L'acero riccio è un albero con radici profonde e va annaffiato raramente ma intensamente e con penetrazione. L'acero riccio è originario dell'Asia orientale e del Nord America e prospera nei climi umidi. Non sopporta una prolungata mancanza d'acqua, quindi il terreno non deve mai asciugarsi completamente, altrimenti le sottili radici muoiono.

Il cambiamento climatico ha una varietà di effetti sulla natura e molti alberi soffrono i periodi caldi e secchi. A seconda della posizione e della situazione climatica, potrebbe essere necessaria un'irrigazione più frequente rispetto agli anni precedenti. Per i giovani aceri norvegesi è necessaria un'irrigazione regolare per favorire il radicamento. Gli alberi maturi generalmente non necessitano di essere annaffiati, ma si consiglia di annaffiare almeno una volta alla settimana durante i periodi di siccità. I segni di stress da siccità includono foglie cadenti, rami giovani deboli, foglie scolorite o secche. Ora è il momento di innaffiare l'albero. Il fabbisogno idrico di un acero riccio dipende da diversi fattori, come la durata del periodo di siccità e le condizioni dell'albero. Si può stimare una quantità forfettaria compresa tra 75 e 100 litri per sessione di irrigazione per gli alberi giovani e 200 litri per gli alberi più vecchi. Se sull'albero arriva troppa acqua in una sola volta, c'è il rischio che evapori dalla luce solare o penetri nel terreno prima che possa raggiungere le radici. Per evitare ciò, consigliamo di annaffiare l'acero riccio borse per albero da bagno per alberi. Permettono un’irrigazione più efficiente e risparmiano l’importante risorsa acqua. I sacchetti hanno piccoli fori che rilasciano l'acqua in modo uniforme nel terreno come irrigazione a goccia per diverse ore. Ciò significa che l'acqua viene assorbita meglio dalle radici rispetto all'irrigazione tradizionale. La sacca per l'irrigazione copre la superficie del terreno, impedendo all'acqua di evaporare. Attaccare e riempire le sacche d'acqua è semplice e senza complicazioni. La borsa viene posizionata attorno al tronco dell'albero come una giacca e chiusa con una cerniera. Il passo successivo è riempire il sacchetto con abbastanza acqua in modo che dopo l'ulteriore allineamento non si vedano pieghe nella zona inferiore e poi lasciarlo riempire. Per gli alberi con tronchi più grandi è possibile collegare anche più borse tramite cerniera.

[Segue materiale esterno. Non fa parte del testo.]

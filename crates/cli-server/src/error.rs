//! Error types for the HTTP surface and the server lifecycle.

use axum::{
    extract::rejection::JsonRejection,
    http::StatusCode,
    response::{IntoResponse, Response},
    Json,
};
use std::net::SocketAddr;
use thiserror::Error;

use crate::server::ServerState;

/// Request-level failures, rendered as `{ "error": "..." }`.
#[derive(Debug, Error)]
pub enum ApiError {
    #[error("request body exceeds the {limit} byte limit")]
    PayloadTooLarge { limit: usize },

    #[error("{0}")]
    BadRequest(String),

    #[error("unknown spec: {0}")]
    UnknownSpec(String),

    #[error("failed to resolve paths for spec {spec_id}: {source}")]
    PathResolution {
        spec_id: String,
        source: std::io::Error,
    },
}

impl ApiError {
    pub fn status(&self) -> StatusCode {
        match self {
            ApiError::PayloadTooLarge { .. } => StatusCode::PAYLOAD_TOO_LARGE,
            ApiError::BadRequest(_) => StatusCode::BAD_REQUEST,
            ApiError::UnknownSpec(_) => StatusCode::NOT_FOUND,
            ApiError::PathResolution { .. } => StatusCode::INTERNAL_SERVER_ERROR,
        }
    }

    /// Classify a JSON extractor rejection. Anything other than an oversized
    /// body is reported as a plain 400.
    pub fn from_rejection(rejection: JsonRejection, limit: usize) -> Self {
        if rejection.status() == StatusCode::PAYLOAD_TOO_LARGE {
            ApiError::PayloadTooLarge { limit }
        } else {
            ApiError::BadRequest(rejection.body_text())
        }
    }
}

impl IntoResponse for ApiError {
    fn into_response(self) -> Response {
        let status = self.status();
        if status.is_server_error() {
            tracing::error!(error = %self, "request failed");
        } else {
            tracing::debug!(error = %self, status = %status, "request rejected");
        }

        (status, Json(serde_json::json!({ "error": self.to_string() }))).into_response()
    }
}

/// Failures of [`CliServer::start`](crate::server::CliServer::start).
#[derive(Debug, Error)]
pub enum ServerError {
    #[error("server cannot start while {0:?}")]
    AlreadyRunning(ServerState),

    #[error("failed to bind {addr}: {source}")]
    Bind {
        addr: SocketAddr,
        source: std::io::Error,
    },
}

#[cfg(test)]
mod tests {
    use super::*;

    #[test]
    fn test_status_mapping() {
        assert_eq!(
            ApiError::PayloadTooLarge { limit: 1024 }.status(),
            StatusCode::PAYLOAD_TOO_LARGE
        );
        assert_eq!(
            ApiError::BadRequest("nope".into()).status(),
            StatusCode::BAD_REQUEST
        );
        assert_eq!(
            ApiError::UnknownSpec("9".into()).status(),
            StatusCode::NOT_FOUND
        );
    }

    #[tokio::test]
    async fn test_error_body() {
        let response = ApiError::UnknownSpec("9".into()).into_response();
        assert_eq!(response.status(), StatusCode::NOT_FOUND);

        let body = axum::body::to_bytes(response.into_body(), usize::MAX)
            .await
            .unwrap();
        let json: serde_json::Value = serde_json::from_slice(&body).unwrap();
        assert_eq!(json["error"], "unknown spec: 9");
    }
}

Fertilizzare l'acero riccio

La fecondazione dell'acero riccio dipende da vari fattori come le condizioni del terreno, l'ubicazione e le condizioni di crescita. In generale l'acero riccio è una pianta poco esigente che prospera in terreni ben drenati e in genere non necessita di particolari concimazioni. La rimozione regolare delle erbacce, la pacciamatura del terreno attorno all’acero riccio e il mantenimento di un’adeguata umidità del suolo contribuiscono a una crescita sana. Tuttavia, se il terreno è povero di sostanze nutritive, può avere senso piantare l’acero riccio una volta all’anno primavera con uno biologico Fertilizzante fornire. Il fertilizzante non deve essere applicato direttamente alle radici dell'albero ma deve essere leggermente incorporato nel terreno. Troppo fertilizzante può essere dannoso e influenzare la crescita e la salute dell'acero riccio.